Desde março, quando a Organização Mundial de Saúde (OMS) decretou que o mundo estava ameaçado pelo novo Coronavírus, a rotina na casa de Dona Inah mudou. Todas as visitas foram suspensas e ela passou algumas semanas se comunicando com os filhos e netos apenas pelo celular. Mas, aos 87 anos, o isolamento social total não estava fazendo nada bem à radialista. Por isso, uma das filhas, Norma Aquino e seu esposo, José Antônio, decidiram se isolar na casa da matriarca. Os outros parentes começaram a visitar, mas ficavam apenas na área externa da casa, conversando com Dona Inah de longe.
Além do amor, é a tecnologia o elo que está ajudando a manter a união dessa e de milhões de outras famílias. “Os grupos de WhatsApp, por exemplo, foram muito importantes para gente animar um ao outro, falar da saudade, da falta que a gente estava sentindo e também saber notícias de Dona Inah e dos familiares que estão fora da cidade. Então, acho que nos aproximou muito mais e nos deu oportunidade de, num momento de isolamento, estamos juntos tecnologicamente”, avaliou Nélia.
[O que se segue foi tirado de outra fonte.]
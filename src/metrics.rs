//! Prometheus metrics for Cloudnest.
//!
//! Installs a global Prometheus recorder using `metrics-exporter-prometheus`,
//! defines metric name constants, provides a middleware for HTTP RED
//! metrics, and exposes the `/metrics` endpoint handler.

use axum::extract::State;
use axum::http::{Request, StatusCode};
use axum::response::{IntoResponse, Response};
use metrics::{counter, describe_counter, describe_gauge, describe_histogram, gauge, histogram};
use metrics_exporter_prometheus::{PrometheusBuilder, PrometheusHandle};
use std::sync::{Arc, OnceLock};
use std::time::Instant;

use crate::AppState;

// -- Metric name constants ----------------------------------------------------

/// Total HTTP requests (counter). Labels: method, path, status.
pub const HTTP_REQUESTS_TOTAL: &str = "cloudnest_http_requests_total";

/// HTTP request duration in seconds (histogram). Labels: method, path.
pub const HTTP_REQUEST_DURATION_SECONDS: &str = "cloudnest_http_request_duration_seconds";

/// Upload attempts (counter). Labels: outcome.
pub const UPLOADS_TOTAL: &str = "cloudnest_uploads_total";

/// Bytes accepted into storage by successful uploads (counter).
pub const UPLOADED_BYTES_TOTAL: &str = "cloudnest_uploaded_bytes_total";

/// Delete attempts (counter). Labels: outcome.
pub const DELETES_TOTAL: &str = "cloudnest_deletes_total";

/// Records in the metadata document after the last write (gauge).
pub const FILES_TOTAL: &str = "cloudnest_files_total";

// -- Global recorder installation ---------------------------------------------

static PROMETHEUS_HANDLE: OnceLock<PrometheusHandle> = OnceLock::new();

/// Install the global Prometheus recorder. Idempotent.
///
/// Returns `None` when another recorder already owns the global slot.
pub fn init_metrics() -> Option<&'static PrometheusHandle> {
    if let Some(handle) = PROMETHEUS_HANDLE.get() {
        return Some(handle);
    }
    match PrometheusBuilder::new().install_recorder() {
        Ok(handle) => {
            let _ = PROMETHEUS_HANDLE.set(handle);
        }
        Err(e) => tracing::warn!("Prometheus recorder not installed: {}", e),
    }
    PROMETHEUS_HANDLE.get()
}

/// Register metric descriptions with the global recorder. Call once after
/// `init_metrics()`.
pub fn describe_metrics() {
    describe_counter!(HTTP_REQUESTS_TOTAL, "Total HTTP requests");
    describe_histogram!(
        HTTP_REQUEST_DURATION_SECONDS,
        "HTTP request duration in seconds"
    );
    describe_counter!(UPLOADS_TOTAL, "Upload attempts by outcome");
    describe_counter!(UPLOADED_BYTES_TOTAL, "Bytes stored by successful uploads");
    describe_counter!(DELETES_TOTAL, "Delete attempts by outcome");
    describe_gauge!(FILES_TOTAL, "Records in the metadata document");
}

// -- Domain helpers -----------------------------------------------------------

pub fn record_upload(outcome: &'static str, bytes: u64) {
    counter!(UPLOADS_TOTAL, "outcome" => outcome).increment(1);
    if bytes > 0 {
        counter!(UPLOADED_BYTES_TOTAL).increment(bytes);
    }
}

pub fn record_delete(outcome: &'static str) {
    counter!(DELETES_TOTAL, "outcome" => outcome).increment(1);
    if outcome != "not_found" {
        gauge!(FILES_TOTAL).decrement(1.0);
    }
}

pub fn set_file_count(count: usize) {
    gauge!(FILES_TOTAL).set(count as f64);
}

// -- Metrics middleware -------------------------------------------------------

/// Axum middleware that records HTTP RED metrics for every request.
///
/// Excludes `/metrics` from self-instrumentation.
pub async fn metrics_middleware(
    req: Request<axum::body::Body>,
    next: axum::middleware::Next,
) -> Response {
    if req.uri().path() == "/metrics" {
        return next.run(req).await;
    }

    let method = req.method().to_string();
    let path = normalize_path(req.uri().path());

    let start = Instant::now();
    let response = next.run(req).await;
    let duration = start.elapsed().as_secs_f64();
    let status = response.status().as_u16().to_string();

    counter!(HTTP_REQUESTS_TOTAL, "method" => method.clone(), "path" => path.clone(), "status" => status).increment(1);
    histogram!(HTTP_REQUEST_DURATION_SECONDS, "method" => method, "path" => path).record(duration);

    response
}

// -- Path normalization -------------------------------------------------------

/// Normalize a request path to its route template for metric labels.
///
/// - `/files/abc123` -> `/files/{id}`
/// - `/uploads/1700-0-1-a.txt` -> `/uploads/{name}`
/// - anything unrouted -> `/other`
fn normalize_path(path: &str) -> String {
    match path {
        "/upload" | "/files" | "/health" | "/metrics" | "/openapi.json" => path.to_string(),
        _ if path.starts_with("/files/") => "/files/{id}".to_string(),
        _ if path.starts_with("/uploads/") => "/uploads/{name}".to_string(),
        _ => "/other".to_string(),
    }
}

// -- Metrics endpoint handler -------------------------------------------------

/// `GET /metrics` -- Render Prometheus exposition format text.
///
/// 503 when metrics are disabled in config or no recorder is installed.
pub async fn metrics_handler(State(state): State<Arc<AppState>>) -> Response {
    let handle = PROMETHEUS_HANDLE
        .get()
        .filter(|_| state.config.observability.metrics);
    match handle {
        Some(handle) => (
            StatusCode::OK,
            [("content-type", "text/plain; version=0.0.4")],
            handle.render(),
        )
            .into_response(),
        None => (StatusCode::SERVICE_UNAVAILABLE, "metrics disabled").into_response(),
    }
}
Sobre 2021 e o chamado “novo normal”, a radialista é otimista e lembra que o sertanejo tem razões de sobra para acreditar no futuro. “Tanto minha família, como o nosso Sertão sairão dessa pandemia muito mais fortalecidos. Muito mais resilientes e com a fé em Deus mais fortalecida. Esse foi um ano que nos ensinou a ter mais amor ao outro, a nos colocarmos no lugar do outro, a sermos mais solidários, mais empáticos. O que veio para o Sertão para dizer que ele sairia fortalecido foram as chuvas. Há décadas que a gente não via o Rio São Francisco tão cheio, tão próspero. E isso é Deus mostrando a gente que tudo será melhor”, enfatizou Nélia Lino.